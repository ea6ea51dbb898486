//! Input cursor for the parsing engines.
//!
//! A `Cursor` owns nothing: it borrows the input text and tracks a read index
//! inside a `[begin, end)` window. Engines save the index before every attempt
//! and seek back to it on a soft failure, so the cursor is the only piece of
//! mutable state a symbol match touches directly.

/// A read position over a borrowed input string.
///
/// All offsets are byte offsets that lie on `char` boundaries. The invariant
/// `begin <= index <= end` holds at every observable point.
#[derive(Debug, Clone, PartialEq, Eq)]
pub struct Cursor<'src> {
    text: &'src str,
    begin: usize,
    end: usize,
    index: usize,
}

impl<'src> Cursor<'src> {
    /// Creates a cursor over the whole of `text`.
    pub fn new(text: &'src str) -> Self {
        Self::with_window(text, 0, None)
    }

    /// Creates a cursor over `text[begin..end)`.
    ///
    /// `end` defaults to the end of the text. Both bounds are clamped to the
    /// text and moved back onto the nearest `char` boundary.
    ///
    /// # Examples
    ///
    /// ```rust
    /// use rdparse::Cursor;
    /// let cursor = Cursor::with_window("abcdef", 2, Some(4));
    /// assert_eq!(cursor.remaining(), "cd");
    /// ```
    pub fn with_window(text: &'src str, begin: usize, end: Option<usize>) -> Self {
        let end = floor_boundary(text, end.unwrap_or(text.len()).min(text.len()));
        let begin = floor_boundary(text, begin.min(end));
        Self {
            text,
            begin,
            end,
            index: begin,
        }
    }

    pub fn text(&self) -> &'src str {
        self.text
    }

    pub fn begin(&self) -> usize {
        self.begin
    }

    pub fn end(&self) -> usize {
        self.end
    }

    /// The current read offset.
    pub fn index(&self) -> usize {
        self.index
    }

    /// Moves the read offset to `index`, clamped to the window.
    pub fn seek(&mut self, index: usize) {
        debug_assert!(
            self.text.is_char_boundary(index.min(self.text.len())),
            "cursor seek to a non-char boundary"
        );
        self.index = index.clamp(self.begin, self.end);
    }

    /// Advances the read offset by `len` bytes.
    pub fn advance(&mut self, len: usize) {
        self.seek(self.index + len);
    }

    /// Rewinds to the start of the window.
    pub fn reset(&mut self) {
        self.index = self.begin;
    }

    pub fn eof(&self) -> bool {
        self.index >= self.end
    }

    /// The unread part of the window.
    pub fn remaining(&self) -> &'src str {
        &self.text[self.index..self.end]
    }

    /// Up to `count` characters immediately before the read offset.
    pub fn front(&self, count: usize) -> &'src str {
        let head = &self.text[self.begin..self.index];
        if count == 0 {
            return "";
        }
        match head.char_indices().rev().nth(count - 1) {
            Some((offset, _)) => &head[offset..],
            None => head,
        }
    }

    /// Up to `count` characters starting at the read offset.
    pub fn behind(&self, count: usize) -> &'src str {
        let tail = self.remaining();
        match tail.char_indices().nth(count) {
            Some((offset, _)) => &tail[..offset],
            None => tail,
        }
    }
}

impl Iterator for Cursor<'_> {
    type Item = char;

    fn next(&mut self) -> Option<char> {
        let ch = self.remaining().chars().next()?;
        self.index += ch.len_utf8();
        Some(ch)
    }
}

fn floor_boundary(text: &str, mut index: usize) -> usize {
    while !text.is_char_boundary(index) {
        index -= 1;
    }
    index
}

§ §

■ **PROBLEM**: Write out each entry above exactly as it is written.

■ **SOLUTION TO THIS PROBLEM**:
repository ea6ea51dbb898486
//! Input cursor for the parsing engines.
//!
//! A `Cursor` owns nothing: it borrows the input text and tracks a read index
//! inside a `[begin, end)` window. Engines save the index before every attempt
//! and seek back to it on a soft failure, so the cursor is the only piece of
//! mutable state a symbol match touches directly.

/// A read position over a borrowed input string.
///
/// All offsets are byte offsets that lie on `char` boundaries. The invariant
/// `begin <= index <= end` holds at every observable point.
#[derive(Debug, Clone, PartialEq, Eq)]
pub struct Cursor<'src> {
    text: &'src str,
    begin: usize,
    end: usize,
    index: usize,
}

impl<'src> Cursor<'src> {
    /// Creates a cursor over the whole of `text`.
    pub fn new(text: &'src str) -> Self {
        Self::with_window(text, 0, None)
    }

    /// Creates a cursor over `text[begin..end)`.
    ///
    /// `end` defaults to the end of the text. Both bounds are clamped to the
    /// text and moved back onto the nearest `char` boundary.
    ///
    /// # Examples
    ///
    /// ```rust
    /// use rdparse::Cursor;
    /// let cursor = Cursor::with_window("abcdef", 2, Some(4));
    /// assert_eq!(cursor.remaining(), "cd");
    /// ```
    pub fn with_window(text: &'src str, begin: usize, end: Option<usize>) -> Self {
        let end = floor_boundary(text, end.unwrap_or(text.len()).min(text.len()));
        let begin = floor_boundary(text, begin.min(end));
        Self {
            text,
            begin,
            end,
            index: begin,
        }
    }

    pub fn text(&self) -> &'src str {
        self.text
    }

    pub fn begin(&self) -> usize {
        self.begin
    }

    pub fn end(&self) -> usize {
        self.end
    }

    /// The current read offset.
    pub fn index(&self) -> usize {
        self.index
    }

    /// Moves the read offset to `index`, clamped to the window.
    pub fn seek(&mut self, index: usize) {
        debug_assert!(
            self.text.is_char_boundary(index.min(self.text.len())),
            "cursor seek to a non-char boundary"
        );
        self.index = index.clamp(self.begin, self.end);
    }

    /// Advances the read offset by `len` bytes.
    pub fn advance(&mut self, len: usize) {
        self.seek(self.index + len);
    }

    /// Rewinds to the start of the window.
    pub fn reset(&mut self) {
        self.index = self.begin;
    }

    pub fn eof(&self) -> bool {
        self.index >= self.end
    }

    /// The unread part of the window.
    pub fn remaining(&self) -> &'src str {
        &self.text[self.index..self.end]
    }

    /// Up to `count` characters immediately before the read offset.
    pub fn front(&self, count: usize) -> &'src str {
        let head = &self.text[self.begin..self.index];
        if count == 0 {
            return "";
        }
        match head.char_indices().rev().nth(count - 1) {
            Some((offset, _)) => &head[offset..],
            None => head,
        }
    }

    /// Up to `count` characters starting at the read offset.
    pub fn behind(&self, count: usize) -> &'src str {
        let tail = self.remaining();
        match tail.char_indices().nth(count) {
            Some((offset, _)) => &tail[..offset],
            None => tail,
        }
    }
}

impl Iterator for Cursor<'_> {
    type Item = char;

    fn next(&mut self) -> Option<char> {
        let ch = self.remaining().chars().next()?;
        self.index += ch.len_utf8();
        Some(ch)
    }
}

fn floor_boundary(text: &str, mut index: usize) -> usize {
    while !text.is_char_boundary(index) {
        index -= 1;
    }
    index
}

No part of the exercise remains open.